Coarse-Grained Simulations of Surfactant Partitioning into Lipid Membranes

Coarse-grained (CG) simulations offer long time-scales at relatively low cost, making them valuable for high-throughput applications. Membrane-water partition coefficients (KMW) are particular targets of simulation efforts, as they quantify molecular hydrophobicity (the tendency of a molecule to accumulate in organic tissue) and are an important toxicity indicator. Environmental risk assessment uses such data, but requires high accuracy and reliability. In this work, we benchmark CG simulations in the new Martini 3 force field for neutral, anionic, cationic and zwitterionic surfactants, and contrast them with other computational approaches. We assign new charged bead mappings, allowing expansion of our automatic CG parameterisation tool, cg_param. An ionic surfactants are incorporated, with application of the resulting KMW to create toxicity QSARs (quantitative structure activity relationships), showcasing the combined use of experimental and simulation data.
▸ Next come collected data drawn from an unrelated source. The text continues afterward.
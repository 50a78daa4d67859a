/**
 * ============================================================================
 * WAREHOUSE TYPES MODULE
 * ============================================================================
 *
 * PURPOSE: Failure reasons at the warehouse boundary
 *
 * TAXONOMY:
 * - Configuration: Credentials (bad/unreadable credential file)
 * - Construction: AuthRejected, NotFound, Unreachable
 * - Delivery: Unreachable, Http, Decode, Aborted
 * - Partial failure is not an error: it is a non-empty Vec<RowError>
 *
 * ============================================================================
 */

use serde::{Deserialize, Serialize};
use std::fmt;

// =============================================================================
// Error Types
// =============================================================================

/**
 * Warehouse error types
 * Lets call sites tell configuration failures from delivery failures in logs
 */
#[derive(Debug, Clone, PartialEq)]
pub enum WarehouseError {
    /// Credential file missing, unreadable, or malformed
    Credentials { message: String },

    /// Credentials were rejected (401/403)
    AuthRejected { message: String },

    /// Project, dataset, or table does not exist (404)
    NotFound { message: String },

    /// Transport failure: DNS, connect, TLS, timeout
    Unreachable { message: String },

    /// Any other non-success HTTP status
    Http { status: u16, message: String },

    /// Response body could not be understood
    Decode { message: String },

    /// The insert call did not complete (panicked or was cancelled)
    Aborted { message: String },
}

impl WarehouseError {
    /**
     * True for failures caused by configuration rather than a transient outage
     */
    pub fn is_configuration(&self) -> bool {
        matches!(
            self,
            WarehouseError::Credentials { .. }
                | WarehouseError::AuthRejected { .. }
                | WarehouseError::NotFound { .. }
        )
    }
}

impl fmt::Display for WarehouseError {
    fn fmt(&self, f: &mut fmt::Formatter<'_>) -> fmt::Result {
        match self {
            WarehouseError::Credentials { message } => {
                write!(f, "Invalid credentials: {}", message)
            }
            WarehouseError::AuthRejected { message } => {
                write!(f, "Authentication rejected: {}", message)
            }
            WarehouseError::NotFound { message } => write!(f, "Not found: {}", message),
            WarehouseError::Unreachable { message } => {
                write!(f, "Warehouse unreachable: {}", message)
            }
            WarehouseError::Http { status, message } => {
                write!(f, "HTTP {}: {}", status, message)
            }
            WarehouseError::Decode { message } => {
                write!(f, "Unexpected response: {}", message)
            }
            WarehouseError::Aborted { message } => write!(f, "Insert aborted: {}", message),
        }
    }
}

impl std::error::Error for WarehouseError {}

/**
 * A row the warehouse refused during a batch insert
 */
#[derive(Debug, Clone, PartialEq, Eq, Serialize, Deserialize)]
pub struct RowError {
    /// Position of the row within the submitted batch
    pub index: usize,
    pub reason: String,
    pub message: String,
}

impl fmt::Display for RowError {
    fn fmt(&self, f: &mut fmt::Formatter<'_>) -> fmt::Result {
        write!(f, "row {}: {} ({})", self.index, self.message, self.reason)
    }
}

/**
 * Short summary of the first few row errors for a log line
 */
pub fn summarize_row_errors(errors: &[RowError], limit: usize) -> String {
    let mut parts: Vec<String> = errors.iter().take(limit).map(|e| e.to_string()).collect();
    if errors.len() > limit {
        parts.push(format!("... and {} more", errors.len() - limit));
    }
    parts.join("; ")
}

#[cfg(test)]
mod tests {
    use super::*;

    fn row_error(index: usize) -> RowError {
        RowError {
            index,
            reason: "invalid".to_string(),
            message: "no such field".to_string(),
        }
    }

    #[test]
    fn test_error_display() {
        let err = WarehouseError::Http {
            status: 503,
            message: "backend error".to_string(),
        };
        assert_eq!(err.to_string(), "HTTP 503: backend error");
        assert!(!err.is_configuration());

        let err = WarehouseError::AuthRejected {
            message: "token expired".to_string(),
        };
        assert!(err.to_string().contains("token expired"));
        assert!(err.is_configuration());
    }

    #[test]
    fn test_summarize_row_errors_limits_output() {
        let errors: Vec<RowError> = (0..5).map(row_error).collect();
        let summary = summarize_row_errors(&errors, 3);
        assert!(summary.starts_with("row 0: no such field (invalid)"));
        assert!(summary.contains("row 2"));
        assert!(!summary.contains("row 3"));
        assert!(summary.ends_with("... and 2 more"));

        assert_eq!(summarize_row_errors(&errors[..1], 3), "row 0: no such field (invalid)");
    }
}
Following this, the performance of cg_param models of cationic surfactants is detailed. Secondary, tertiary and certain other quaternary ammonium species perform well. cg_param has been expanded to integrate DASH, a neural-network trained hierarchy tree which allows rapid prediction of partial charges, and expands the models’ applicability to charged ring structures. Overall, the work develops the cg_param algorithm and validates its use with a mix of new and literature experimental KMW values, helping to expand the use of CG methods in academia and industry.